Exercise directions
Here are the records. Write out exactly the lines between the one holding "fn parse_group(tag: &str, value: &Value)" and the one holding "pub mod schema;", inclusive.

Exercise materials
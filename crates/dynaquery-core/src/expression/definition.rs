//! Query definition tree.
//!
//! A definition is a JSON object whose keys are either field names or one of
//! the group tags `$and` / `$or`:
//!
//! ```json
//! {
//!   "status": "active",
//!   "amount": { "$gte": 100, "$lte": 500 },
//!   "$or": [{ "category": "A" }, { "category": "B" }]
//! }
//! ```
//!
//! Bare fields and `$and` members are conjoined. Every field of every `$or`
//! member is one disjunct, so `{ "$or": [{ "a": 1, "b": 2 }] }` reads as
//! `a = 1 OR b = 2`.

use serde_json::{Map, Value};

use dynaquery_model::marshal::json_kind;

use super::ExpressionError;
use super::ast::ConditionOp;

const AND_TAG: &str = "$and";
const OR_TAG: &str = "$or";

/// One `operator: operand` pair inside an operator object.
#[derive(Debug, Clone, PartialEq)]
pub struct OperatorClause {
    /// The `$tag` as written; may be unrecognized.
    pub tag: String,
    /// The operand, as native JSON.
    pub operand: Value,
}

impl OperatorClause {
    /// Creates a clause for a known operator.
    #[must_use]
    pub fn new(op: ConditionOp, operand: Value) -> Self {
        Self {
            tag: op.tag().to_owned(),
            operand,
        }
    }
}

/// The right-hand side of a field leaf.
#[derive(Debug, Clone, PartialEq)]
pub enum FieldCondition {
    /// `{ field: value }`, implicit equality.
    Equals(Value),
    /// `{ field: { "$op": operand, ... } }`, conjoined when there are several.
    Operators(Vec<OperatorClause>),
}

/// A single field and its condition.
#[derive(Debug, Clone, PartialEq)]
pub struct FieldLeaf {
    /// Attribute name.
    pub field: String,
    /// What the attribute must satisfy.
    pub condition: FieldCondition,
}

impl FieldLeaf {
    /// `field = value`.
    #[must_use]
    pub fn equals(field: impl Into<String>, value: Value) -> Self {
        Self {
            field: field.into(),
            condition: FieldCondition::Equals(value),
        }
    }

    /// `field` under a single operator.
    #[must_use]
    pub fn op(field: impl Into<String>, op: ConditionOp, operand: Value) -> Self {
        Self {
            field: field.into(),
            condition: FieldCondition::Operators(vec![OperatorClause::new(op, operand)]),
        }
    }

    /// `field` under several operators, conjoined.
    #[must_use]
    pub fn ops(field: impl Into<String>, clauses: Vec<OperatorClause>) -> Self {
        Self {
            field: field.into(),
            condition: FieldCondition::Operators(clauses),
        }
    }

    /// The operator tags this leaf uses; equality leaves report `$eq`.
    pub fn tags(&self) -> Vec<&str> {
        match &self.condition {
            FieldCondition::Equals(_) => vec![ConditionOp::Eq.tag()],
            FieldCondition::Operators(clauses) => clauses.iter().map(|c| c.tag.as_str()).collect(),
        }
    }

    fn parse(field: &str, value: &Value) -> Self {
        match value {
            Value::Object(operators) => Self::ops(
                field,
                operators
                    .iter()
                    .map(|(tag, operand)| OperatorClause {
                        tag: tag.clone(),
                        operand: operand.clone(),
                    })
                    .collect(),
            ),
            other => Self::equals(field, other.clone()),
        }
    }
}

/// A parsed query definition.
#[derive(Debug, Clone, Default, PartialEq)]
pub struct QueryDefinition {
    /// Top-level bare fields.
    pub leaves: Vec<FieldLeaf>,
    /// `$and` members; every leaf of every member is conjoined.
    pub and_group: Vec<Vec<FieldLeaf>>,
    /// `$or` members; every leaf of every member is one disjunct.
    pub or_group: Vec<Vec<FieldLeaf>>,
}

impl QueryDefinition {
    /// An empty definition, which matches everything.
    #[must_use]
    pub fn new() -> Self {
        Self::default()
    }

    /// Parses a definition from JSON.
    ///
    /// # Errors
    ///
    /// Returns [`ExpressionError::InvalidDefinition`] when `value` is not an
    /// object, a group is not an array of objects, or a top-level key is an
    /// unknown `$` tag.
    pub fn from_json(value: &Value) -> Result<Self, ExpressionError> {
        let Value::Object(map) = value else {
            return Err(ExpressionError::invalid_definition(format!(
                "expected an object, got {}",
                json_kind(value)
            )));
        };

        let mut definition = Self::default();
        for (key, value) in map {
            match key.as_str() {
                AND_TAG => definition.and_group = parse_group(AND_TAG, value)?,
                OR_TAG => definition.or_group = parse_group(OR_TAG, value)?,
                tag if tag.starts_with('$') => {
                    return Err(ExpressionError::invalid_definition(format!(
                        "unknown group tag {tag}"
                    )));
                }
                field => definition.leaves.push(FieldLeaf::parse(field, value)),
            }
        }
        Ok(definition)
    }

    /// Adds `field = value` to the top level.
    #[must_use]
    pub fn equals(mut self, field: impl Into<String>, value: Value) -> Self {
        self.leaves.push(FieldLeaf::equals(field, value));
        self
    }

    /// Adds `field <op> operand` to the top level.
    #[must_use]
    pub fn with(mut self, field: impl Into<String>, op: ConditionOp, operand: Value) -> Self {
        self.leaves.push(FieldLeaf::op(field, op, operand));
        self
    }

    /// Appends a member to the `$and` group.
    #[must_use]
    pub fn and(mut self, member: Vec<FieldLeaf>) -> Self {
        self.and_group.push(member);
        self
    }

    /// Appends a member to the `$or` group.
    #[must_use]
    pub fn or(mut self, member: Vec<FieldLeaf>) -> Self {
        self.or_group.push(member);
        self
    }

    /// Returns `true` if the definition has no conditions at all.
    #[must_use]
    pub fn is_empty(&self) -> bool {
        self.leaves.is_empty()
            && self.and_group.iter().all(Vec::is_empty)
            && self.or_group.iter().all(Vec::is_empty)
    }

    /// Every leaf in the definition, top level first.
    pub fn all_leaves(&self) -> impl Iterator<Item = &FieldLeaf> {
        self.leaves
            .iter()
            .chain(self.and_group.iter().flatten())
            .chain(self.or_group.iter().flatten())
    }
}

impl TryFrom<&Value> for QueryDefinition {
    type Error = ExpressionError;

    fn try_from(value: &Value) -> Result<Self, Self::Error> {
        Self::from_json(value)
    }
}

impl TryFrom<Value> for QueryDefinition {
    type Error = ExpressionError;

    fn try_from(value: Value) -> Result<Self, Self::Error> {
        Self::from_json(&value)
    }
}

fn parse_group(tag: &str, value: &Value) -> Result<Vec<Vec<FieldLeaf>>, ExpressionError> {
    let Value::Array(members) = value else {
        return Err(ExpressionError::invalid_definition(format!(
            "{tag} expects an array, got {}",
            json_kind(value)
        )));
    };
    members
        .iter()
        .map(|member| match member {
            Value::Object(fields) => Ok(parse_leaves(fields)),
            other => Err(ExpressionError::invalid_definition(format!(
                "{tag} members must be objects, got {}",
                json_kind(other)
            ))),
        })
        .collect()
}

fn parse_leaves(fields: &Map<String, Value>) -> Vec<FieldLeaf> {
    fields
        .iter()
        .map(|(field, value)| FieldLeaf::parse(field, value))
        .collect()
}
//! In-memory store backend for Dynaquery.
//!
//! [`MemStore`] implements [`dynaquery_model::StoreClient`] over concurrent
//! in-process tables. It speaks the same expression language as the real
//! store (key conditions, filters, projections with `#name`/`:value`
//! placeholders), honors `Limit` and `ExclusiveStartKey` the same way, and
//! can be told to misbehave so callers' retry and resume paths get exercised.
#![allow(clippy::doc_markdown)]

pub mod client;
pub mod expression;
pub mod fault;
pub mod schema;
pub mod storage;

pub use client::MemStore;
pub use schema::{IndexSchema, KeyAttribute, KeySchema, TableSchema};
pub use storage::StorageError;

Response area
fn parse_group(tag: &str, value: &Value) -> Result<Vec<Vec<FieldLeaf>>, ExpressionError> {
    let Value::Array(members) = value else {
        return Err(ExpressionError::invalid_definition(format!(
            "{tag} expects an array, got {}",
            json_kind(value)
        )));
    };
    members
        .iter()
        .map(|member| match member {
            Value::Object(fields) => Ok(parse_leaves(fields)),
            other => Err(ExpressionError::invalid_definition(format!(
                "{tag} members must be objects, got {}",
                json_kind(other)
            ))),
        })
        .collect()
}

fn parse_leaves(fields: &Map<String, Value>) -> Vec<FieldLeaf> {
    fields
        .iter()
        .map(|(field, value)| FieldLeaf::parse(field, value))
        .collect()
}
//! In-memory store backend for Dynaquery.
//!
//! [`MemStore`] implements [`dynaquery_model::StoreClient`] over concurrent
//! in-process tables. It speaks the same expression language as the real
//! store (key conditions, filters, projections with `#name`/`:value`
//! placeholders), honors `Limit` and `ExclusiveStartKey` the same way, and
//! can be told to misbehave so callers' retry and resume paths get exercised.
#![allow(clippy::doc_markdown)]

pub mod client;
pub mod expression;
pub mod fault;
pub mod schema;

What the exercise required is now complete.